Antarctica and the Strategic Plan for Biological Diversity 2011-2020: Monaco's Assessment - Gloomy Prospects for Biodiversity in Antarctica
An international study, led by scientists from the University of Monash in Melbourne, Australia, undertaken in close collaboration with the Prince's Government, Monaco Scientific Centre Monaco (SCM) and the Scientific Committee on Antarctic Research (SCAR), questions the general view that the Antarctic and the Southern Ocean are in a better state of health than the rest of the world.
This study, published today in the Journal "PLoS Biology," is one of the results of a meeting held in Monaco in 2015, during which a multidisciplinary group of 23 experts carried out the first biodiversity assessment in Antarctica, "Monaco's Assessment." The aim of this meeting was to compare the situation of Antarctic biodiversity and its management with that of the rest of the world.

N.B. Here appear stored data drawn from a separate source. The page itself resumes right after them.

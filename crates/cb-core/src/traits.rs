//! # Core Traits (Ports)
//!
//! Any plugin must implement these traits to be used by the binary.
//! Store adapters report uniqueness violations as `AppError::Conflict` and
//! transient failures as `AppError::Unavailable`.

use async_trait::async_trait;
use uuid::Uuid;

use crate::error::Result;
use crate::fingerprint::DeviceFingerprint;
use crate::models::{
    AnonymousId, AnonymousIdentity, Comment, Confession, ConfessionRow, FlatComment, ListOrder,
    NewIdentity, Polarity, Reaction, VotableEntity,
};

/// Remote persistence for anonymous identities.
#[cfg_attr(any(test, feature = "testing"), mockall::automock)]
#[async_trait]
pub trait IdentityStore: Send + Sync {
    async fn find_by_fingerprint_hash(&self, fingerprint_hash: &str) -> Result<Option<AnonymousIdentity>>;

    /// Fails with `Conflict` when the id or the fingerprint hash is already taken.
    async fn insert_identity(&self, identity: NewIdentity) -> Result<AnonymousIdentity>;
}

/// Reaction rows for confessions and comments, keyed by (entity, voter).
#[cfg_attr(any(test, feature = "testing"), mockall::automock)]
#[async_trait]
pub trait ReactionStore: Send + Sync {
    async fn find_reaction(&self, entity: VotableEntity, voter_id: &AnonymousId) -> Result<Option<Reaction>>;
    async fn insert_reaction(
        &self,
        entity: VotableEntity,
        voter_id: &AnonymousId,
        polarity: Polarity,
    ) -> Result<Reaction>;
    async fn update_reaction(&self, reaction: &Reaction, polarity: Polarity) -> Result<()>;
    async fn delete_reaction(&self, reaction: &Reaction) -> Result<()>;
}

/// Confessions and their comments.
#[cfg_attr(any(test, feature = "testing"), mockall::automock)]
#[async_trait]
pub trait ConfessionStore: Send + Sync {
    // Confession Operations
    async fn insert_confession(&self, confession: Confession) -> Result<()>;
    async fn get_confession(&self, id: Uuid) -> Result<Option<Confession>>;
    /// Joined with reaction rows and comment counts, ordered by creation time.
    async fn list_confessions(&self, order: ListOrder, limit: usize) -> Result<Vec<ConfessionRow>>;
    /// The same joined read for a single confession.
    async fn get_confession_row(&self, id: Uuid) -> Result<Option<ConfessionRow>>;

    // Comment Operations
    async fn insert_comment(&self, comment: Comment) -> Result<()>;
    async fn get_comment(&self, id: Uuid) -> Result<Option<Comment>>;
    /// Joined with reaction rows, ascending creation time.
    async fn list_comments(&self, confession_id: Uuid) -> Result<Vec<FlatComment>>;
}

/// Device-scoped persistent key-value cache.
#[cfg_attr(any(test, feature = "testing"), mockall::automock)]
pub trait KeyValueCache: Send + Sync {
    fn get(&self, key: &str) -> Option<String>;
    /// Callers treat failures as non-fatal.
    fn set(&self, key: &str, value: &str) -> Result<()>;
}

/// Binary object storage for uploaded media.
#[cfg_attr(any(test, feature = "testing"), mockall::automock)]
#[async_trait]
pub trait MediaStore: Send + Sync {
    /// Saves raw bytes under `name` and returns the public URL.
    async fn put(&self, name: &str, data: Vec<u8>, content_type: &str) -> Result<String>;
}

/// Source of device fingerprint signals.
#[cfg_attr(any(test, feature = "testing"), mockall::automock)]
pub trait DeviceProbe: Send + Sync {
    fn fingerprint(&self) -> DeviceFingerprint;
}

/// Source of candidate ids for new identities.
#[cfg_attr(any(test, feature = "testing"), mockall::automock)]
pub trait IdSource: Send + Sync {
    fn candidate(&self) -> AnonymousId;
}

Examining the extent to which the conservation of biodiversity in the Antarctic and the Southern Ocean meets the set of objectives for the planet is fundamental to halting the loss of global biodiversity.
However, the Aichi Targets of the Strategic Plan for Biodiversity 2011-2020, as defined in the Convention on Biological Diversity (CBD), had never been applied to Antarctica and the Southern Ocean, areas that alone account for approximately 10% of the surface of the planet.
"The results were truly surprising," emphasised Professor Steven Chown, the main author of this study and Director of the Faculty of Biological Sciences at Monash. "While in some areas, such as the management of introduced species, the Antarctic region is doing quite well, in others, such as the management of protected areas and the regulation of bioprospection, it lags far behind," he added.
The study showed that, overall, the difference between the state of biodiversity in Antarctica and the rest of the world was very small, contrary to the image of purity that we have of this remote place.
In this context, the data collected by CSM researchers this year in Adélie Land, in the framework of a partnership with the CNRS and the University of Strasbourg, corroborate this sad fact: "For the second time in the 60 years that we have been present in the Region, we deplore, as in 2014, the total reproductive failure of Adélie penguins on Petrel Island, where the Dumont D'Urvilleresearch station is located. The causes of this mortality remain to be clarified, but they undoubtedly include global and local causes linked to global warming," stated the Scientific Director of the CSM, Professor Denis Allemand.
"Despite this rather pessimistic assessment, there are some great opportunities for positive action," stated Professor Melodie McGeoch of Monash University, the co-author of the article. "The agreements under the Antarctic Treaty System lend themselves to effective action and the States Parties have recently strengthened their commitment to protecting the biodiversity of the region. "
This scientific study ensures that future assessments under the CBD's Strategic Plan for Biodiversity 2011-2020 will be truly comprehensive.
Professor McGeoch said that this study would help inform overall progress towards achieving the United Nations Sustainable Development Goals.
The Prince's Government is pleased to have supported such a study and is delighted to once again be able to welcome biodiversity experts from the Antarctic region to the Principality.
A second workshop, entitled "Antarctica and the Strategic Plan for Biological Diversity 2011-2020: Monaco's Assessment - Implementation Programme," will be held in July 2017 in the Principality, again in association with Monash University, SCAR, the CSM and the Prince's Government.